The site variable is quite unbalanced:
> table(sampDat$joinedGroup, sampDat$site) arm back leg scalp CTRL 14 99 100 0 D1 37 2 44 0 D2 10 90 1 19
As you can see the control group has 0 scalp samples, and D2 has 19 scalp samples. Further, there are very low numbers of back in D1 and leg in D2.

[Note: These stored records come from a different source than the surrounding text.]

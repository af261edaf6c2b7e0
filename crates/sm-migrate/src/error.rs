use sm_core::error::Error;
use sm_core::span::Span;

/// Create a synthesis invariant error
pub fn synthesis_error(message: impl Into<String>) -> Error {
    Error::synthesis(message)
}

/// Create a synthesis invariant error pointing at a source span
pub fn synthesis_error_with_span(message: impl Into<String>, span: Span) -> Error {
    let msg = format!("{} [span {}:{}]", message.into(), span.lo, span.hi);
    Error::synthesis(msg)
}

// Convenience macros for synthesis-time invariant checks

/// Macro to return early with a synthesis invariant error
#[macro_export]
macro_rules! synth_bail {
    ($message:expr) => {
        return Err($crate::error::synthesis_error($message))
    };
    ($message:expr, $span:expr) => {
        return Err($crate::error::synthesis_error_with_span($message, $span))
    };
}

/// Macro to ensure a condition is true, or return a synthesis invariant error
#[macro_export]
macro_rules! synth_ensure {
    ($cond:expr, $message:expr) => {
        if !($cond) {
            $crate::synth_bail!($message);
        }
    };
    ($cond:expr, $message:expr, $span:expr) => {
        if !($cond) {
            $crate::synth_bail!($message, $span);
        }
    };
}
use crate::passes::{emit, synthesize};
use crate::queries::*;
use crate::utils::*;
use crate::MigrationOptions;
use sm_core::ast::{NodeId, StmtKind, Tree, VarId};
use sm_core::error::{Error, Result};
use sm_core::semantics::Host;
use std::sync::Arc;

/// Everything known about a loop that passed every eligibility check.
#[derive(Debug, Clone, PartialEq, Eq)]
pub struct LoopCandidate {
    pub loop_stmt: NodeId,
    pub source: NodeId,
    pub param: VarId,
    pub body: NodeId,
    pub chain: GuardChain,
    pub action: ActionClassification,
}

impl LoopCandidate {
    pub fn kind(&self) -> FindingKind {
        if self.action.is_accumulation() {
            FindingKind::Accumulation
        } else {
            FindingKind::GeneralAction
        }
    }
}

/// Rewrites foreach loops over collections into stream pipelines.
pub struct StreamMigrationPass {
    host: Arc<dyn Host>,
    options: MigrationOptions,
}

impl StreamMigrationPass {
    pub fn new(host: Arc<dyn Host>, options: MigrationOptions) -> Self {
        Self { host, options }
    }

    pub fn options(&self) -> &MigrationOptions {
        &self.options
    }

    /// Run every eligibility check on `loop_stmt`, in order.
    pub fn candidate(
        &self,
        tree: &Tree,
        loop_stmt: NodeId,
    ) -> std::result::Result<LoopCandidate, IneligibleReason> {
        let host = self.host.as_ref();
        let for_each = tree
            .stmt(loop_stmt)
            .and_then(StmtKind::as_for_each)
            .ok_or(IneligibleReason::NotForEach)?;
        if tree.context().language_level < 8 {
            return Err(IneligibleReason::LanguageLevel);
        }
        let (Some(source), Some(body)) = (for_each.iterated, for_each.body) else {
            return Err(IneligibleReason::IncompleteLoop);
        };
        let is_collection = host
            .type_of(tree, source)
            .is_some_and(|ty| host.is_subtype(&ty.name, "Collection"));
        if !is_collection {
            return Err(IneligibleReason::NotACollection);
        }

        let summary = ControlFlowSummary::summarize(host, tree, body)?;
        summary.verdict(tree).into_result()?;

        let chain = GuardChain::extract(tree, body);
        let action = ActionClassification::classify(host, tree, &chain);
        if chain.is_empty() && !action.is_accumulation() {
            let reducible = action_expression(tree, chain.action)
                .and_then(|expr| reduce_to_method_ref(host, tree, expr, for_each.var))
                .is_some();
            if reducible {
                return Err(IneligibleReason::TrivialBody);
            }
        }

        Ok(LoopCandidate {
            loop_stmt,
            source,
            param: for_each.var,
            body,
            chain,
            action,
        })
    }
}

impl LoopInspection for StreamMigrationPass {
    fn name(&self) -> &str {
        INSPECTION_SHORT_NAME
    }

    fn inspect(&self, tree: &Tree, loop_stmt: NodeId) -> Result<Inspection> {
        match self.candidate(tree, loop_stmt) {
            Ok(candidate) => {
                let finding = Finding::new(candidate.kind(), tree, loop_stmt, candidate.source);
                tracing::debug!("{}: {}", loop_stmt, finding.message);
                Ok(Inspection::Finding(finding))
            }
            Err(reason) => {
                tracing::trace!("{} skipped: {}", loop_stmt, reason);
                Ok(Inspection::NoIssue(reason))
            }
        }
    }

    fn apply(&self, tree: &mut Tree, finding: &Finding) -> Result<RewriteOutcome> {
        if finding.revision != tree.revision() {
            tracing::warn!("discarding stale finding for {}", finding.loop_stmt);
            return Err(Error::StaleFinding {
                expected: finding.revision,
                actual: tree.revision(),
            });
        }
        let candidate = self.candidate(tree, finding.loop_stmt).map_err(|reason| {
            crate::error::synthesis_error(format!(
                "{} is no longer eligible: {}",
                finding.loop_stmt, reason
            ))
        })?;
        if candidate.kind() != finding.kind {
            crate::synth_bail!(format!(
                "{} was reported as {} but classifies as {}",
                finding.loop_stmt,
                finding.kind,
                candidate.kind()
            ));
        }
        let plan = synthesize(self.host.as_ref(), tree, &candidate, &self.options)?;
        emit(self.host.as_ref(), tree, &plan, &self.options)
    }
}
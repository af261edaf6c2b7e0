//! Renders trees back to Java-like source.
//!
//! Parentheses come from operator precedence rather than from the original
//! text, so nodes assembled by a rewrite print correctly without extra care.

use crate::ast::*;
use crate::pretty::{escape_char, escape_string, PrettyCtx, PrettyOptions};
use itertools::Itertools;

pub struct SourcePrinter<'t> {
    tree: &'t Tree,
    options: PrettyOptions,
}

impl<'t> SourcePrinter<'t> {
    pub fn new(tree: &'t Tree) -> Self {
        Self {
            tree,
            options: PrettyOptions::default(),
        }
    }

    /// Single-line output, handy for assertions and diagnostics.
    pub fn compact(tree: &'t Tree) -> Self {
        Self {
            tree,
            options: PrettyOptions::compact(),
        }
    }

    pub fn with_options(tree: &'t Tree, options: PrettyOptions) -> Self {
        Self { tree, options }
    }

    pub fn render(&self, id: NodeId) -> String {
        let mut ctx = PrettyCtx::new(&self.options);
        self.node(id, &mut ctx);
        ctx.finish()
    }

    fn node(&self, id: NodeId, ctx: &mut PrettyCtx<'_>) {
        match self.tree.kind(id) {
            NodeKind::Stmt(stmt) => self.stmt(stmt, ctx),
            NodeKind::Expr(expr) => self.expr(expr, ctx),
            NodeKind::Comment(comment) => ctx.write(&comment.text),
        }
        if self.options.show_ids {
            ctx.write(format!(" /*{}*/", id));
        }
    }

    fn stmt(&self, stmt: &StmtKind, ctx: &mut PrettyCtx<'_>) {
        match stmt {
            StmtKind::Block(block) => self.block(&block.stmts, ctx),
            StmtKind::Expr(expr) => {
                self.node(*expr, ctx);
                ctx.write(";");
            }
            StmtKind::Local(local) => {
                let decl = self.tree.var(local.var);
                if decl.is_final {
                    ctx.write("final ");
                }
                ctx.write(format!("{} {}", decl.ty, decl.name));
                if let Some(init) = local.init {
                    ctx.write(" = ");
                    self.node(init, ctx);
                }
                ctx.write(";");
            }
            StmtKind::If(stmt_if) => {
                ctx.write("if (");
                self.opt(stmt_if.cond, ctx);
                ctx.write(") ");
                self.opt(stmt_if.then_branch, ctx);
                if let Some(else_branch) = stmt_if.else_branch {
                    ctx.write(" else ");
                    self.node(else_branch, ctx);
                }
            }
            StmtKind::ForEach(for_each) => {
                let decl = self.tree.var(for_each.var);
                ctx.write(format!("for ({} {} : ", decl.ty, decl.name));
                self.opt(for_each.iterated, ctx);
                ctx.write(") ");
                self.opt(for_each.body, ctx);
            }
            StmtKind::While(stmt_while) => {
                ctx.write("while (");
                self.node(stmt_while.cond, ctx);
                ctx.write(") ");
                self.node(stmt_while.body, ctx);
            }
            StmtKind::Labeled(labeled) => {
                ctx.write(format!("{}: ", labeled.label));
                self.node(labeled.body, ctx);
            }
            StmtKind::Break(label) => self.jump("break", label.as_deref(), ctx),
            StmtKind::Continue(label) => self.jump("continue", label.as_deref(), ctx),
            StmtKind::Return(value) => {
                ctx.write("return");
                if let Some(value) = value {
                    ctx.write(" ");
                    self.node(*value, ctx);
                }
                ctx.write(";");
            }
            StmtKind::Throw(value) => {
                ctx.write("throw ");
                self.node(*value, ctx);
                ctx.write(";");
            }
            StmtKind::Try(stmt_try) => {
                ctx.write("try ");
                self.node(stmt_try.body, ctx);
                for catch in &stmt_try.catches {
                    let decl = self.tree.var(catch.var);
                    ctx.write(format!(
                        " catch ({} {}) ",
                        catch.types.iter().join(" | "),
                        decl.name
                    ));
                    self.node(catch.body, ctx);
                }
            }
            StmtKind::Empty => ctx.write(";"),
        }
    }

    fn jump(&self, keyword: &str, label: Option<&str>, ctx: &mut PrettyCtx<'_>) {
        ctx.write(keyword);
        if let Some(label) = label {
            ctx.write(format!(" {}", label));
        }
        ctx.write(";");
    }

    fn block(&self, stmts: &[NodeId], ctx: &mut PrettyCtx<'_>) {
        if stmts.is_empty() {
            ctx.write("{}");
            return;
        }
        ctx.write("{");
        ctx.with_indent(|ctx| {
            for stmt in stmts {
                ctx.newline();
                self.node(*stmt, ctx);
            }
        });
        ctx.newline();
        ctx.write("}");
    }

    fn opt(&self, id: Option<NodeId>, ctx: &mut PrettyCtx<'_>) {
        match id {
            Some(id) => self.node(id, ctx),
            None => ctx.write("/*missing*/"),
        }
    }

    fn expr(&self, expr: &ExprKind, ctx: &mut PrettyCtx<'_>) {
        match expr {
            ExprKind::Literal(literal) => ctx.write(render_literal(literal)),
            ExprKind::Name(name) => ctx.write(&name.name),
            ExprKind::TypeName(ty) => ctx.write(ty.to_string()),
            ExprKind::This => ctx.write("this"),
            ExprKind::Super => ctx.write("super"),
            ExprKind::Field(field) => {
                self.operand(field.receiver, 15, ctx);
                ctx.write(format!(".{}", field.name));
            }
            ExprKind::Call(call) => {
                if let Some(receiver) = call.receiver {
                    self.operand(receiver, 15, ctx);
                    ctx.write(".");
                }
                ctx.write(&call.method);
                self.args(&call.args, ctx);
            }
            ExprKind::New(new) => {
                ctx.write(format!("new {}", new.class));
                self.args(&new.args, ctx);
            }
            ExprKind::Binary(binary) => {
                let prec = binary.op.precedence();
                self.operand(binary.lhs, prec, ctx);
                ctx.write(format!(" {} ", binary.op));
                self.operand(binary.rhs, prec + 1, ctx);
            }
            ExprKind::Unary(unary) => {
                if unary.op.is_postfix() {
                    self.operand(unary.operand, 14, ctx);
                    ctx.write(unary.op.to_string());
                } else {
                    ctx.write(unary.op.to_string());
                    self.operand(unary.operand, 13, ctx);
                }
            }
            ExprKind::Assign(assign) => {
                self.operand(assign.target, 2, ctx);
                match assign.op {
                    Some(op) => ctx.write(format!(" {}= ", op)),
                    None => ctx.write(" = "),
                }
                self.operand(assign.value, 1, ctx);
            }
            ExprKind::Paren(inner) => {
                ctx.write("(");
                self.node(*inner, ctx);
                ctx.write(")");
            }
            ExprKind::Lambda(lambda) => {
                match (lambda.params.as_slice(), lambda.explicit_types) {
                    ([single], false) => ctx.write(&self.tree.var(*single).name),
                    (params, explicit) => {
                        let rendered = params
                            .iter()
                            .map(|param| {
                                let decl = self.tree.var(*param);
                                if explicit {
                                    format!("{} {}", decl.ty, decl.name)
                                } else {
                                    decl.name.clone()
                                }
                            })
                            .join(", ");
                        ctx.write(format!("({})", rendered));
                    }
                }
                ctx.write(" -> ");
                self.node(lambda.body, ctx);
            }
            ExprKind::MethodRef(method_ref) => {
                self.operand(method_ref.qualifier, 15, ctx);
                ctx.write(format!("::{}", method_ref.method));
            }
        }
    }

    fn args(&self, args: &[NodeId], ctx: &mut PrettyCtx<'_>) {
        ctx.write("(");
        for (idx, arg) in args.iter().enumerate() {
            if idx > 0 {
                ctx.write(", ");
            }
            self.node(*arg, ctx);
        }
        ctx.write(")");
    }

    /// Render `id`, parenthesised when it binds looser than `min_prec`.
    fn operand(&self, id: NodeId, min_prec: u8, ctx: &mut PrettyCtx<'_>) {
        let needs_parens = self
            .tree
            .expr(id)
            .is_some_and(|expr| expr.precedence() < min_prec);
        if needs_parens {
            ctx.write("(");
            self.node(id, ctx);
            ctx.write(")");
        } else {
            self.node(id, ctx);
        }
    }
}

fn render_literal(literal: &Literal) -> String {
    match literal {
        Literal::Int(value) => value.to_string(),
        Literal::Bool(value) => value.to_string(),
        Literal::Char(ch) => format!("'{}'", escape_char(*ch)),
        Literal::Str(value) => format!("\"{}\"", escape_string(value)),
        Literal::Null => "null".to_string(),
    }
}

impl Tree {
    /// Compact single-line source of `id`.
    pub fn text(&self, id: NodeId) -> String {
        SourcePrinter::compact(self).render(id)
    }
}
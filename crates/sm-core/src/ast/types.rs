use itertools::Itertools;
use serde::{Deserialize, Serialize};
use std::fmt::{Display, Formatter};

crate::arena_id! {
    /// Index of a variable declaration in a [`Tree`](super::Tree).
    pub struct VarId("v");
}

/// A (possibly generic) class type as written in source.
#[derive(Debug, Clone, PartialEq, Eq, Hash, Serialize, Deserialize)]
pub struct TypeRef {
    pub name: String,
    pub args: Vec<TypeRef>,
    /// `new ArrayList<>()` style inferred arguments.
    #[serde(default)]
    pub diamond: bool,
}

impl TypeRef {
    pub fn simple(name: impl Into<String>) -> Self {
        Self {
            name: name.into(),
            args: Vec::new(),
            diamond: false,
        }
    }

    pub fn generic(name: impl Into<String>, args: impl IntoIterator<Item = TypeRef>) -> Self {
        Self {
            name: name.into(),
            args: args.into_iter().collect(),
            diamond: false,
        }
    }

    pub fn diamond(name: impl Into<String>) -> Self {
        Self {
            name: name.into(),
            args: Vec::new(),
            diamond: true,
        }
    }

    /// The type with its arguments erased.
    pub fn raw(&self) -> TypeRef {
        TypeRef::simple(self.name.clone())
    }
}

impl Display for TypeRef {
    fn fmt(&self, f: &mut Formatter<'_>) -> std::fmt::Result {
        write!(f, "{}", self.name)?;
        if self.diamond {
            write!(f, "<>")?;
        } else if !self.args.is_empty() {
            write!(f, "<{}>", self.args.iter().join(", "))?;
        }
        Ok(())
    }
}

#[derive(Debug, Clone, Copy, PartialEq, Eq, Hash, Serialize, Deserialize)]
pub enum VarKind {
    Local,
    Parameter,
    Field { is_static: bool },
    LoopParameter,
    LambdaParameter,
    CatchParameter,
}

#[derive(Debug, Clone, PartialEq, Eq, Hash, Serialize, Deserialize)]
pub struct VarDecl {
    pub name: String,
    pub ty: TypeRef,
    pub kind: VarKind,
    /// Declared with the `final` modifier.
    pub is_final: bool,
}

impl VarDecl {
    pub fn new(name: impl Into<String>, ty: TypeRef, kind: VarKind) -> Self {
        Self {
            name: name.into(),
            ty,
            kind,
            is_final: false,
        }
    }
}

/// Where the analysed method body lives.
#[derive(Debug, Clone, PartialEq, Eq, Serialize, Deserialize)]
pub struct ScopeContext {
    pub enclosing_class: Option<String>,
    /// The body belongs to a static member, so there is no implicit receiver.
    pub is_static: bool,
    /// Source language level, e.g. `8` for Java 8.
    pub language_level: u32,
}

impl ScopeContext {
    pub fn instance(class: impl Into<String>) -> Self {
        Self {
            enclosing_class: Some(class.into()),
            is_static: false,
            language_level: 8,
        }
    }

    pub fn static_in(class: impl Into<String>) -> Self {
        Self {
            enclosing_class: Some(class.into()),
            is_static: true,
            language_level: 8,
        }
    }

    pub fn with_language_level(mut self, level: u32) -> Self {
        self.language_level = level;
        self
    }
}

impl Default for ScopeContext {
    fn default() -> Self {
        Self {
            enclosing_class: None,
            is_static: true,
            language_level: 8,
        }
    }
}
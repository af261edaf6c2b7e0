use super::*;

/// A [`Host`] assembled from the in-memory model and flow analysis.
#[derive(Debug, Clone, Default)]
pub struct InMemoryHost {
    pub model: SemanticModel,
    pub flow: FlowAnalysis,
}

impl InMemoryHost {
    pub fn new(model: SemanticModel, flow: FlowAnalysis) -> Self {
        Self { model, flow }
    }
}

impl ControlFlowService for InMemoryHost {
    fn exit_points(&self, tree: &Tree, body: NodeId) -> AnalysisResult<Vec<(NodeId, ExitKind)>> {
        self.flow.exit_points(tree, body)
    }

    fn used_variables(&self, tree: &Tree, body: NodeId) -> AnalysisResult<BTreeSet<VarId>> {
        self.flow.used_variables(tree, body)
    }

    fn written_variables(&self, tree: &Tree, body: NodeId) -> AnalysisResult<BTreeSet<VarId>> {
        self.flow.written_variables(tree, body)
    }

    fn is_effectively_final(&self, tree: &Tree, var: VarId, body: NodeId) -> AnalysisResult<bool> {
        self.flow.is_effectively_final(tree, var, body)
    }
}

impl SymbolResolver for InMemoryHost {
    fn resolve_variable(&self, tree: &Tree, expr: NodeId) -> Option<VarId> {
        self.model.resolve_variable(tree, expr)
    }

    fn resolve_method(&self, tree: &Tree, call: NodeId) -> Option<MethodSig> {
        self.model.resolve_method(tree, call)
    }

    fn method(&self, id: MethodId) -> Option<MethodSig> {
        self.model.method(id)
    }

    fn type_of(&self, tree: &Tree, expr: NodeId) -> Option<TypeRef> {
        self.model.type_of(tree, expr)
    }

    fn is_subtype(&self, class: &str, ancestor: &str) -> bool {
        self.model.is_subtype(class, ancestor)
    }

    fn is_unchecked_exception(&self, class: &str) -> bool {
        self.model.is_unchecked_exception(class)
    }

    fn is_lambda_target_inferable(&self, tree: &Tree, call: NodeId, arg_index: usize) -> bool {
        self.model.is_lambda_target_inferable(tree, call, arg_index)
    }
}

impl ReferenceSearch for InMemoryHost {
    fn references_in(&self, tree: &Tree, var: VarId, scope: NodeId) -> Vec<NodeId> {
        self.model.references_in(tree, var, scope)
    }
}

impl CodeFormatter for InMemoryHost {}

My current solution is a standard cell means model with site as a blocking factor:
f <- factor(sampDat$joinedGroup)
site <- factor(sampDat$site)
design <- model.matrix(~0 + f + site)
fit <- lmFit(affyTable, design)
contrastMatrix <- makeContrasts(fD1-fCTRL,
fD2-fCTRL,
levels = colnames(design))
fit2 <- contrasts.fit(fit, contrastMatrix)
fit2 <- eBayes(fit2)
tt_1 <- topTable(fit2, coef = 1, adjust.method = "BH",n = "inf", p = 0.05)
Which gives me expected results.
My question is in regards to the unbalanced blocking factor. I'm trying to understand how limma is dealing with the unbalanced design, particularly with regards to the scalp level. Could someone comment on what is the model estimating for this level?